Survivin is an important protein in regulating both cell apoptosis and proliferation. It has attracted growing attentions in recent years as a promising target for cancer therapy. Previous studies have revealed that monomeric survivin regulated apoptosis in a more significant way than the wild-type survivin that generally contains a large portion of its dimers. In order to investigate the roles of monomeric mutant survivin apoptosis and cell cycle regulation of human cancer cells, we developed and tested three dominant-negative mutants with multisite mutations (MSM) including TAT-survivin^34/101/102, TAT-survivin^{34/117/101/102} and TAT-survivin^117/101/102. Results revealed that MSM mutants remained as monomers under ambient conditions, and induced cells (breast cancer Bcap-37 cells) apoptosis even more efficiently, primarily through the caspase-dependent and Bcl-2-related pathways, than non-monomeric mutants.
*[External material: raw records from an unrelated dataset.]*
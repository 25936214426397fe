//! Named parameter tensors persisted as JSON checkpoints.

use std::collections::BTreeMap;
use std::fs;
use std::path::Path;

use ndarray::{Array1, Array2};
use serde::{Deserialize, Serialize};
use sha2::{Digest, Sha256};

use crate::error::{EvalError, Result};

/// A single tensor: row-major data plus its shape.
#[derive(Debug, Clone, PartialEq, Serialize, Deserialize)]
pub struct TensorRecord {
    pub shape: Vec<usize>,
    pub data: Vec<f32>,
}

impl TensorRecord {
    pub fn from_array1(array: &Array1<f32>) -> Self {
        Self {
            shape: vec![array.len()],
            data: array.to_vec(),
        }
    }

    pub fn from_array2(array: &Array2<f32>) -> Self {
        let (rows, cols) = array.dim();
        Self {
            shape: vec![rows, cols],
            data: array.iter().copied().collect(),
        }
    }
}

/// Ordered map of parameter name to tensor.
#[derive(Debug, Clone, Default, PartialEq, Serialize, Deserialize)]
#[serde(transparent)]
pub struct StateDict {
    tensors: BTreeMap<String, TensorRecord>,
}

impl StateDict {
    pub fn new() -> Self {
        Self::default()
    }

    /// Read a checkpoint. A missing file is reported as `CheckpointNotFound`.
    pub fn load(path: &Path) -> Result<Self> {
        if !path.exists() {
            return Err(EvalError::CheckpointNotFound(path.to_path_buf()));
        }
        let bytes = fs::read(path)?;
        let state: Self = serde_json::from_slice(&bytes)?;
        log::debug!("Read {} tensors from {}", state.len(), path.display());
        Ok(state)
    }

    pub fn save(&self, path: &Path) -> Result<()> {
        if let Some(parent) = path.parent() {
            fs::create_dir_all(parent)?;
        }
        fs::write(path, serde_json::to_vec(self)?)?;
        Ok(())
    }

    pub fn insert(&mut self, name: impl Into<String>, tensor: TensorRecord) {
        self.tensors.insert(name.into(), tensor);
    }

    pub fn len(&self) -> usize {
        self.tensors.len()
    }

    pub fn is_empty(&self) -> bool {
        self.tensors.is_empty()
    }

    pub fn keys(&self) -> impl Iterator<Item = &str> {
        self.tensors.keys().map(String::as_str)
    }

    fn take(&mut self, name: &str, expected: &[usize]) -> Result<TensorRecord> {
        let record = self
            .tensors
            .remove(name)
            .ok_or_else(|| EvalError::Checkpoint(format!("missing key: {}", name)))?;

        if record.shape != expected {
            return Err(EvalError::Checkpoint(format!(
                "size mismatch for {}: checkpoint has {:?}, model expects {:?}",
                name, record.shape, expected
            )));
        }
        let numel: usize = record.shape.iter().product();
        if record.data.len() != numel {
            return Err(EvalError::Checkpoint(format!(
                "{} declares shape {:?} but holds {} values",
                name,
                record.shape,
                record.data.len()
            )));
        }
        Ok(record)
    }

    /// Remove a 1-d parameter, checking its length.
    pub fn take_array1(&mut self, name: &str, len: usize) -> Result<Array1<f32>> {
        let record = self.take(name, &[len])?;
        Ok(Array1::from_vec(record.data))
    }

    /// Remove a 2-d parameter, checking its shape.
    pub fn take_array2(&mut self, name: &str, dim: (usize, usize)) -> Result<Array2<f32>> {
        let record = self.take(name, &[dim.0, dim.1])?;
        Array2::from_shape_vec(dim, record.data).map_err(|e| EvalError::Checkpoint(format!("{}: {}", name, e)))
    }

    /// Fail if any parameter was left unconsumed.
    pub fn finish(self) -> Result<()> {
        if self.tensors.is_empty() {
            return Ok(());
        }
        let unexpected: Vec<_> = self.tensors.into_keys().collect();
        Err(EvalError::Checkpoint(format!("unexpected keys: {}", unexpected.join(", "))))
    }
}

/// Short content hash of a checkpoint file.
///
/// SHA-256, first 8 bytes, hex encoded.
pub fn fingerprint(path: &Path) -> Result<String> {
    let bytes = fs::read(path)?;
    let mut hasher = Sha256::new();
    hasher.update(&bytes);
    let result = hasher.finalize();
    Ok(hex::encode(&result[..8]))
}

#[cfg(test)]
mod tests {
    use super::*;
    use ndarray::array;
    use tempfile::TempDir;

    fn sample() -> StateDict {
        let mut sd = StateDict::new();
        sd.insert("lin.weight", TensorRecord::from_array2(&array![[1.0, 2.0], [3.0, 4.0], [5.0, 6.0]]));
        sd.insert("lin.bias", TensorRecord::from_array1(&array![0.5, -0.5]));
        sd
    }

    #[test]
    fn test_take_array2_row_major() {
        let mut sd = sample();
        let w = sd.take_array2("lin.weight", (3, 2)).unwrap();
        assert_eq!(w[[1, 0]], 3.0);
        assert_eq!(w[[2, 1]], 6.0);
    }

    #[test]
    fn test_missing_key() {
        let mut sd = sample();
        let err = sd.take_array1("lin.eps", 1).unwrap_err();
        assert!(err.to_string().contains("missing key: lin.eps"));
    }

    #[test]
    fn test_shape_mismatch() {
        let mut sd = sample();
        let err = sd.take_array2("lin.weight", (2, 3)).unwrap_err();
        assert!(err.to_string().contains("size mismatch for lin.weight"));
    }

    #[test]
    fn test_finish_reports_unexpected() {
        let mut sd = sample();
        sd.take_array2("lin.weight", (3, 2)).unwrap();
        let err = sd.finish().unwrap_err();
        assert!(err.to_string().contains("unexpected keys: lin.bias"));
    }

    #[test]
    fn test_save_and_load() {
        let dir = TempDir::new().unwrap();
        let path = dir.path().join("checkpoints").join("model.json");
        let sd = sample();
        sd.save(&path).unwrap();

        let loaded = StateDict::load(&path).unwrap();
        assert_eq!(loaded, sd);
        assert_eq!(fingerprint(&path).unwrap().len(), 16);
    }

    #[test]
    fn test_load_missing_file() {
        let dir = TempDir::new().unwrap();
        let path = dir.path().join("model.json");
        assert!(matches!(StateDict::load(&path), Err(EvalError::CheckpointNotFound(_))));
    }

    #[test]
    fn test_inconsistent_record_rejected() {
        let mut sd = StateDict::new();
        sd.insert(
            "w",
            TensorRecord {
                shape: vec![2, 2],
                data: vec![1.0, 2.0, 3.0],
            },
        );
        assert!(sd.take_array2("w", (2, 2)).is_err());
    }
}
//! Error types for crystaleval
//!
//! Centralized error handling using thiserror.

use std::path::PathBuf;

use thiserror::Error;

/// All error types that can occur while evaluating a checkpoint
#[derive(Debug, Error)]
pub enum EvalError {
    /// `model_type` names an architecture we cannot build
    #[error("Undefined GNN model: {0}")]
    UndefinedModel(String),

    /// Dataset path matched no known task and no explicit task was given
    #[error("Undefined dataset: {0}")]
    UndefinedDataset(String),

    /// Task string is neither regression nor classification
    #[error("Undefined task: {0}")]
    UndefinedTask(String),

    /// Checkpoint file is missing
    #[error("Checkpoint not found: {}", .0.display())]
    CheckpointNotFound(PathBuf),

    /// Checkpoint exists but does not fit the model
    #[error("Checkpoint error: {0}")]
    Checkpoint(String),

    /// Dataset could not be read or split
    #[error("Dataset error: {0}")]
    Dataset(String),

    /// Test split produced no samples
    #[error("Empty test set for fold {0}")]
    EmptyTestSet(usize),

    /// Tensor or vector lengths disagree
    #[error("Shape mismatch: {0}")]
    ShapeMismatch(String),

    /// Metric is undefined for the given inputs
    #[error("Metric error: {0}")]
    Metric(String),

    /// Results ledger is malformed
    #[error("Ledger error: {0}")]
    Ledger(String),

    /// Checkpoint plan cannot be built from the configuration
    #[error("Plan error: {0}")]
    Plan(String),

    /// IO error
    #[error("IO error: {0}")]
    Io(#[from] std::io::Error),

    /// JSON serialization/deserialization error
    #[error("JSON error: {0}")]
    Json(#[from] serde_json::Error),

    /// YAML serialization/deserialization error
    #[error("YAML error: {0}")]
    Yaml(#[from] serde_yaml::Error),
}

/// Result type alias for crystaleval operations
pub type Result<T> = std::result::Result<T, EvalError>;

#[cfg(test)]
mod tests {
    use super::*;

    #[test]
    fn test_undefined_model_error() {
        let err = EvalError::UndefinedModel("schnet".to_string());
        assert_eq!(err.to_string(), "Undefined GNN model: schnet");
    }

    #[test]
    fn test_undefined_dataset_error() {
        let err = EvalError::UndefinedDataset("data/qm9".to_string());
        assert_eq!(err.to_string(), "Undefined dataset: data/qm9");
    }

    #[test]
    fn test_checkpoint_not_found_error() {
        let err = EvalError::CheckpointNotFound(PathBuf::from("runs/FE/checkpoints/model.json"));
        assert_eq!(err.to_string(), "Checkpoint not found: runs/FE/checkpoints/model.json");
    }

    #[test]
    fn test_empty_test_set_error() {
        let err = EvalError::EmptyTestSet(3);
        assert_eq!(err.to_string(), "Empty test set for fold 3");
    }

    #[test]
    fn test_io_error_conversion() {
        let io_err = std::io::Error::new(std::io::ErrorKind::NotFound, "file not found");
        let err: EvalError = io_err.into();
        assert!(matches!(err, EvalError::Io(_)));
        assert!(err.to_string().contains("file not found"));
    }

    #[test]
    fn test_json_error_conversion() {
        let json_err = serde_json::from_str::<serde_json::Value>("invalid").unwrap_err();
        let err: EvalError = json_err.into();
        assert!(matches!(err, EvalError::Json(_)));
    }

    #[test]
    fn test_yaml_error_conversion() {
        let yaml_err = serde_yaml::from_str::<Vec<u32>>("{not: a list}").unwrap_err();
        let err: EvalError = yaml_err.into();
        assert!(matches!(err, EvalError::Yaml(_)));
    }
}
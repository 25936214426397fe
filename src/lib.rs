//! crystaleval - cross-validated evaluation of trained crystal-property GNNs
//!
//! Restores one checkpoint per fold, scores it on that fold's held-out
//! crystals and appends `[test_loss, metric]` to a per-experiment CSV ledger.

pub mod config;
pub mod data;
pub mod device;
pub mod error;
pub mod eval;
pub mod experiment;
pub mod ledger;
pub mod model;
pub mod nn;
pub mod runner;
pub mod task;

pub use error::{EvalError, Result};
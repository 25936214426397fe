//! Cross-validation driver: one checkpoint per fold, one ledger row per run.

use std::path::{Path, PathBuf};

use chrono::{DateTime, Local, NaiveDateTime};
use serde::Serialize;

use crate::config::Config;
use crate::data::{CrystalDatasetWrapper, DatasetWrapper};
use crate::error::{EvalError, Result};
use crate::ledger::{LedgerRow, ResultLedger};
use crate::model::{ModelType, build_model};
use crate::runner::{Runner, TestOutcome};
use crate::task::{Task, TaskSpec};

/// Stamp used for training run directories and run labels, e.g. `Jul31_19-18-54`.
pub const RUN_STAMP_FORMAT: &str = "%b%d_%H-%M-%S";

/// What will be evaluated and where results go.
#[derive(Debug, Clone)]
pub struct ExperimentPlan {
    pub model_type: ModelType,
    pub task: TaskSpec,
    /// Run directory for fold `i` at index `i`
    pub checkpoints: Vec<PathBuf>,
    pub folds: usize,
    pub ledger: ResultLedger,
}

impl ExperimentPlan {
    pub fn from_config(config: &Config) -> Result<Self> {
        let model_type: ModelType = config.model_type.parse()?;
        let task = TaskSpec::resolve(&config.dataset)?;
        let folds = config.dataset.folds;

        let checkpoints = match config.checkpoints.get(&task.name) {
            Some(entries) if !entries.is_empty() => expand_checkpoints(entries)?,
            _ => match &config.fine_tune_from {
                Some(dir) => vec![dir.clone()],
                None => {
                    return Err(EvalError::Plan(format!(
                        "no checkpoints configured for task '{}' and fine_tune_from is not set",
                        task.name
                    )));
                }
            },
        };

        if checkpoints.len() > folds {
            return Err(EvalError::Plan(format!(
                "{} checkpoints for task '{}' but only {} folds",
                checkpoints.len(),
                task.name,
                folds
            )));
        }

        let ledger = ResultLedger::for_run(&config.experiments_dir, &model_type.to_string(), &task.name, folds);
        Ok(Self {
            model_type,
            task,
            checkpoints,
            folds,
            ledger,
        })
    }
}

/// Literal directories are kept as-is; glob patterns expand to their
/// directory matches in run order and must match at least one.
fn expand_checkpoints(entries: &[String]) -> Result<Vec<PathBuf>> {
    let mut dirs = Vec::new();
    for entry in entries {
        if !entry.contains(['*', '?', '[']) {
            dirs.push(PathBuf::from(entry));
            continue;
        }

        let mut matches: Vec<PathBuf> = glob::glob(entry)
            .map_err(|e| EvalError::Plan(format!("bad checkpoint pattern '{}': {}", entry, e)))?
            .filter_map(|r| r.ok())
            .filter(|p| p.is_dir())
            .collect();
        if matches.is_empty() {
            return Err(EvalError::Plan(format!("checkpoint pattern '{}' matched nothing", entry)));
        }
        matches.sort_by_key(|path| (run_stamp(path), path.clone()));
        dirs.extend(matches);
    }
    Ok(dirs)
}

/// Start time encoded in a run directory name. Stamps carry no year, so runs
/// are ordered within one calendar year; names that do not parse sort first,
/// by path.
fn run_stamp(path: &Path) -> Option<NaiveDateTime> {
    let name = path.file_name()?.to_str()?;
    // leap year so that Feb29 runs parse
    NaiveDateTime::parse_from_str(&format!("2000{}", name), &format!("%Y{}", RUN_STAMP_FORMAT)).ok()
}

/// Everything produced by one `evaluate` invocation.
#[derive(Debug, Clone, Serialize)]
pub struct ExperimentReport {
    /// Start time as `MonDD_HH-MM-SS`
    pub run_label: String,
    pub started_at: DateTime<Local>,
    pub model_type: String,
    pub task: TaskSpec,
    pub ledger: PathBuf,
    pub outcomes: Vec<TestOutcome>,
}

/// Evaluate every planned checkpoint on its fold with `CrystalDatasetWrapper`.
pub fn run_experiment(config: &Config) -> Result<ExperimentReport> {
    run_experiment_with(config, |fold_config, task, fold| {
        Box::new(CrystalDatasetWrapper::new(
            fold_config.batch_size,
            &fold_config.dataset,
            task,
            fold,
        ))
    })
}

/// Like `run_experiment`, with the dataset for each fold supplied by `make_dataset`.
pub fn run_experiment_with<F>(config: &Config, mut make_dataset: F) -> Result<ExperimentReport>
where
    F: FnMut(&Config, Task, usize) -> Box<dyn DatasetWrapper>,
{
    let started_at = Local::now();
    let run_label = started_at.format(RUN_STAMP_FORMAT).to_string();
    let plan = ExperimentPlan::from_config(config)?;
    let device = config.device();

    log::info!(
        "Run {}: {} on {} ({}), {} checkpoint(s), ledger {}",
        run_label,
        plan.model_type,
        plan.task.name,
        plan.task.task,
        plan.checkpoints.len(),
        plan.ledger.path().display()
    );

    let mut outcomes = Vec::with_capacity(plan.checkpoints.len());
    for (fold, run_dir) in plan.checkpoints.iter().enumerate() {
        let fold_config = Config {
            fine_tune_from: Some(run_dir.clone()),
            ..config.clone()
        };
        log::info!("Fold {}: evaluating {}", fold, run_dir.display());

        let dataset = make_dataset(&fold_config, plan.task.task, fold);
        let loader = dataset.get_data_loaders()?;

        let runner = Runner::new(&fold_config, plan.task.task, device);
        let mut model = build_model(plan.model_type, &fold_config.model);
        let outcome = runner.test(model.as_mut(), &loader)?;

        plan.ledger.append(LedgerRow {
            loss: outcome.loss,
            metric: outcome.metric,
        })?;
        outcomes.push(outcome);
    }

    Ok(ExperimentReport {
        run_label,
        started_at,
        model_type: plan.model_type.to_string(),
        task: plan.task,
        ledger: plan.ledger.path().to_path_buf(),
        outcomes,
    })
}

#[cfg(test)]
mod tests {
    use super::*;
    use std::fs;
    use tempfile::TempDir;

    fn config_for(data_dir: &str) -> Config {
        let mut config = Config::default();
        config.dataset.data_dir = PathBuf::from(data_dir);
        config
    }

    #[test]
    fn test_plan_undefined_model() {
        let config = Config {
            model_type: "schnet".to_string(),
            ..config_for("data/lanths")
        };
        assert!(matches!(
            ExperimentPlan::from_config(&config),
            Err(EvalError::UndefinedModel(_))
        ));
    }

    #[test]
    fn test_plan_undefined_dataset() {
        assert!(matches!(
            ExperimentPlan::from_config(&config_for("data/qm9")),
            Err(EvalError::UndefinedDataset(_))
        ));
    }

    #[test]
    fn test_plan_uses_task_checkpoints() {
        let mut config = config_for("data/Augmented_fermi");
        config.checkpoints.insert(
            "fermi".to_string(),
            vec!["runs/Fermi/a".to_string(), "runs/Fermi/b".to_string()],
        );
        config.checkpoints.insert("FE".to_string(), vec!["runs/FE/x".to_string()]);

        let plan = ExperimentPlan::from_config(&config).unwrap();
        assert_eq!(plan.checkpoints, vec![PathBuf::from("runs/Fermi/a"), PathBuf::from("runs/Fermi/b")]);
        assert_eq!(plan.ledger.path(), PathBuf::from("experiments/gin_fermi_5.csv"));
    }

    #[test]
    fn test_plan_falls_back_to_fine_tune_from() {
        let config = Config {
            fine_tune_from: Some(PathBuf::from("runs/band/Sep13_13-44-04")),
            ..config_for("data/band")
        };
        let plan = ExperimentPlan::from_config(&config).unwrap();
        assert_eq!(plan.checkpoints.len(), 1);
    }

    #[test]
    fn test_plan_without_checkpoints() {
        assert!(matches!(
            ExperimentPlan::from_config(&config_for("data/band")),
            Err(EvalError::Plan(_))
        ));
    }

    #[test]
    fn test_plan_too_many_checkpoints() {
        let mut config = config_for("data/FE");
        config.dataset.folds = 2;
        config
            .checkpoints
            .insert("FE".to_string(), vec!["a".to_string(), "b".to_string(), "c".to_string()]);
        assert!(matches!(ExperimentPlan::from_config(&config), Err(EvalError::Plan(_))));
    }

    #[test]
    fn test_glob_expansion_sorted() {
        let dir = TempDir::new().unwrap();
        for name in ["Aug02_10-45-47", "Aug01_08-24-44", "notes.txt"] {
            let path = dir.path().join(name);
            if name.ends_with(".txt") {
                fs::write(&path, "x").unwrap();
            } else {
                fs::create_dir(&path).unwrap();
            }
        }

        let pattern = format!("{}/*", dir.path().display());
        let dirs = expand_checkpoints(&[pattern]).unwrap();
        assert_eq!(
            dirs,
            vec![dir.path().join("Aug01_08-24-44"), dir.path().join("Aug02_10-45-47")]
        );
    }

    #[test]
    fn test_glob_expansion_orders_runs_across_months() {
        let dir = TempDir::new().unwrap();
        let runs = [
            "Jul31_19-18-54",
            "Aug01_08-24-44",
            "Aug01_21-34-14",
            "Aug02_10-45-47",
            "Aug02_23-58-02",
        ];
        for name in runs {
            fs::create_dir(dir.path().join(name)).unwrap();
        }

        let pattern = format!("{}/*", dir.path().display());
        let dirs = expand_checkpoints(&[pattern]).unwrap();
        let names: Vec<_> = dirs
            .iter()
            .map(|p| p.file_name().unwrap().to_str().unwrap())
            .collect();
        assert_eq!(names, runs);
    }

    #[test]
    fn test_run_stamp() {
        assert!(run_stamp(Path::new("runs/FE/Feb29_00-00-01")).is_some());
        assert!(run_stamp(Path::new("runs/FE/latest")).is_none());
        assert!(run_stamp(Path::new("Dec31_23-59-59")) > run_stamp(Path::new("Jan01_00-00-00")));
    }

    #[test]
    fn test_glob_matching_nothing() {
        let dir = TempDir::new().unwrap();
        let pattern = format!("{}/runs-*", dir.path().display());
        assert!(expand_checkpoints(&[pattern]).is_err());
    }
}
We further identified that the TAT-survivin^34/101/102 and TAT-survivin^117/101/102 MSM significantly inhibited the proliferation of Bcap-37 cells and arrested cells in S and G₂/M phases, while TAT-survivin^{34/117/101/102} arrested cells in G₂/M phase. It appeared to us that TAT-survivin^34/101/102 and TAT-survivin^117/101/102 also inhibited cell proliferation more significantly. These findings suggest that such MSM afford monomeric survivin with promising potentials for cancer therapy.